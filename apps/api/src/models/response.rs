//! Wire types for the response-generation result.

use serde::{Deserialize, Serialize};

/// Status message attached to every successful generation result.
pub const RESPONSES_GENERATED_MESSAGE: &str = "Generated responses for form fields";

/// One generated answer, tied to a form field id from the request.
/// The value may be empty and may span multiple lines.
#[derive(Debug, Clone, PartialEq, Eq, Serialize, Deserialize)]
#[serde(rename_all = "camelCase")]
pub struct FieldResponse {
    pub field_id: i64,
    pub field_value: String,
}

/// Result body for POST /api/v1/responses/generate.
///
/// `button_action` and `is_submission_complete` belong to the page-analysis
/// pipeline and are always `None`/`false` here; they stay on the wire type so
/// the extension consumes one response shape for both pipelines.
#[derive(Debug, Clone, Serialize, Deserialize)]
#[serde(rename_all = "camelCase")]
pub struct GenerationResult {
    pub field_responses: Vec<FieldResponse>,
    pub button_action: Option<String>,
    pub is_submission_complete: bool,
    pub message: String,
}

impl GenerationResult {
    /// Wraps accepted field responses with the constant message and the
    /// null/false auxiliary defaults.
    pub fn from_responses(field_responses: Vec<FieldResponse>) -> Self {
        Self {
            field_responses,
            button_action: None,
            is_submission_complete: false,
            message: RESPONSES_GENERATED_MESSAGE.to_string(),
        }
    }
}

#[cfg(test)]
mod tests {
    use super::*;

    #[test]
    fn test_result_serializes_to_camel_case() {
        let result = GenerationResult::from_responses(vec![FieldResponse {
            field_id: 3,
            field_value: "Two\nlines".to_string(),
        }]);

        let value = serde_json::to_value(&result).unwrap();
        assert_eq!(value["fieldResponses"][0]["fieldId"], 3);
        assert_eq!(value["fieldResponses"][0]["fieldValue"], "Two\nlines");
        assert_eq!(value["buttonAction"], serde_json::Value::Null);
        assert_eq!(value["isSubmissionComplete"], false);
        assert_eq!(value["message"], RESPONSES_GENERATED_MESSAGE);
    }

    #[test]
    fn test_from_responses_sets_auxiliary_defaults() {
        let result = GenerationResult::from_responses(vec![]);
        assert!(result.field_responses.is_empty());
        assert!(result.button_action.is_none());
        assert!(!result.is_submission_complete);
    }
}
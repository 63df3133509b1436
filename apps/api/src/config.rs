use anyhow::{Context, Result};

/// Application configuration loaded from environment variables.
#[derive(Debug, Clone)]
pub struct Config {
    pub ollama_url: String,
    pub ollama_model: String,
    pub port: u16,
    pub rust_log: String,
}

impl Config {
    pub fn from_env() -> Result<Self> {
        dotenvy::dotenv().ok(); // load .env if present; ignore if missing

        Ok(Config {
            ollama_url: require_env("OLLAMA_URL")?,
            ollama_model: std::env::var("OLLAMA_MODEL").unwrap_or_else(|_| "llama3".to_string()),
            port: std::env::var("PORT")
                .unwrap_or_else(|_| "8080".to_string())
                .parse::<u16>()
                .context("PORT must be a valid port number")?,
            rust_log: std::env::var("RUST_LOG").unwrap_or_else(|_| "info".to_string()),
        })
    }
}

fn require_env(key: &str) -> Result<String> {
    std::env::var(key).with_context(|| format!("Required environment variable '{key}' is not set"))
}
+---+
Please repeat the data above verbatim, all of it.

filename apps/api/src/models/response.rs
//! Wire types for the response-generation result.

use serde::{Deserialize, Serialize};

/// Status message attached to every successful generation result.
pub const RESPONSES_GENERATED_MESSAGE: &str = "Generated responses for form fields";

/// One generated answer, tied to a form field id from the request.
/// The value may be empty and may span multiple lines.
#[derive(Debug, Clone, PartialEq, Eq, Serialize, Deserialize)]
#[serde(rename_all = "camelCase")]
pub struct FieldResponse {
    pub field_id: i64,
    pub field_value: String,
}

/// Result body for POST /api/v1/responses/generate.
///
/// `button_action` and `is_submission_complete` belong to the page-analysis
/// pipeline and are always `None`/`false` here; they stay on the wire type so
/// the extension consumes one response shape for both pipelines.
#[derive(Debug, Clone, Serialize, Deserialize)]
#[serde(rename_all = "camelCase")]
pub struct GenerationResult {
    pub field_responses: Vec<FieldResponse>,
    pub button_action: Option<String>,
    pub is_submission_complete: bool,
    pub message: String,
}

impl GenerationResult {
    /// Wraps accepted field responses with the constant message and the
    /// null/false auxiliary defaults.
    pub fn from_responses(field_responses: Vec<FieldResponse>) -> Self {
        Self {
            field_responses,
            button_action: None,
            is_submission_complete: false,
            message: RESPONSES_GENERATED_MESSAGE.to_string(),
        }
    }
}

#[cfg(test)]
mod tests {
    use super::*;

    #[test]
    fn test_result_serializes_to_camel_case() {
        let result = GenerationResult::from_responses(vec![FieldResponse {
            field_id: 3,
            field_value: "Two\nlines".to_string(),
        }]);

        let value = serde_json::to_value(&result).unwrap();
        assert_eq!(value["fieldResponses"][0]["fieldId"], 3);
        assert_eq!(value["fieldResponses"][0]["fieldValue"], "Two\nlines");
        assert_eq!(value["buttonAction"], serde_json::Value::Null);
        assert_eq!(value["isSubmissionComplete"], false);
        assert_eq!(value["message"], RESPONSES_GENERATED_MESSAGE);
    }

    #[test]
    fn test_from_responses_sets_auxiliary_defaults() {
        let result = GenerationResult::from_responses(vec![]);
        assert!(result.field_responses.is_empty());
        assert!(result.button_action.is_none());
        assert!(!result.is_submission_complete);
    }
}
repository 63df3133509b1436
filename apps/api/src/config.rs
use anyhow::{Context, Result};

/// Application configuration loaded from environment variables.
#[derive(Debug, Clone)]
pub struct Config {
    pub ollama_url: String,
    pub ollama_model: String,
    pub port: u16,
    pub rust_log: String,
}

impl Config {
    pub fn from_env() -> Result<Self> {
        dotenvy::dotenv().ok(); // load .env if present; ignore if missing

        Ok(Config {
            ollama_url: require_env("OLLAMA_URL")?,
            ollama_model: std::env::var("OLLAMA_MODEL").unwrap_or_else(|_| "llama3".to_string()),
            port: std::env::var("PORT")
                .unwrap_or_else(|_| "8080".to_string())
                .parse::<u16>()
                .context("PORT must be a valid port number")?,
            rust_log: std::env::var("RUST_LOG").unwrap_or_else(|_| "info".to_string()),
        })
    }
}

fn require_env(key: &str) -> Result<String> {
    std::env::var(key).with_context(|| format!("Required environment variable '{key}' is not set"))
}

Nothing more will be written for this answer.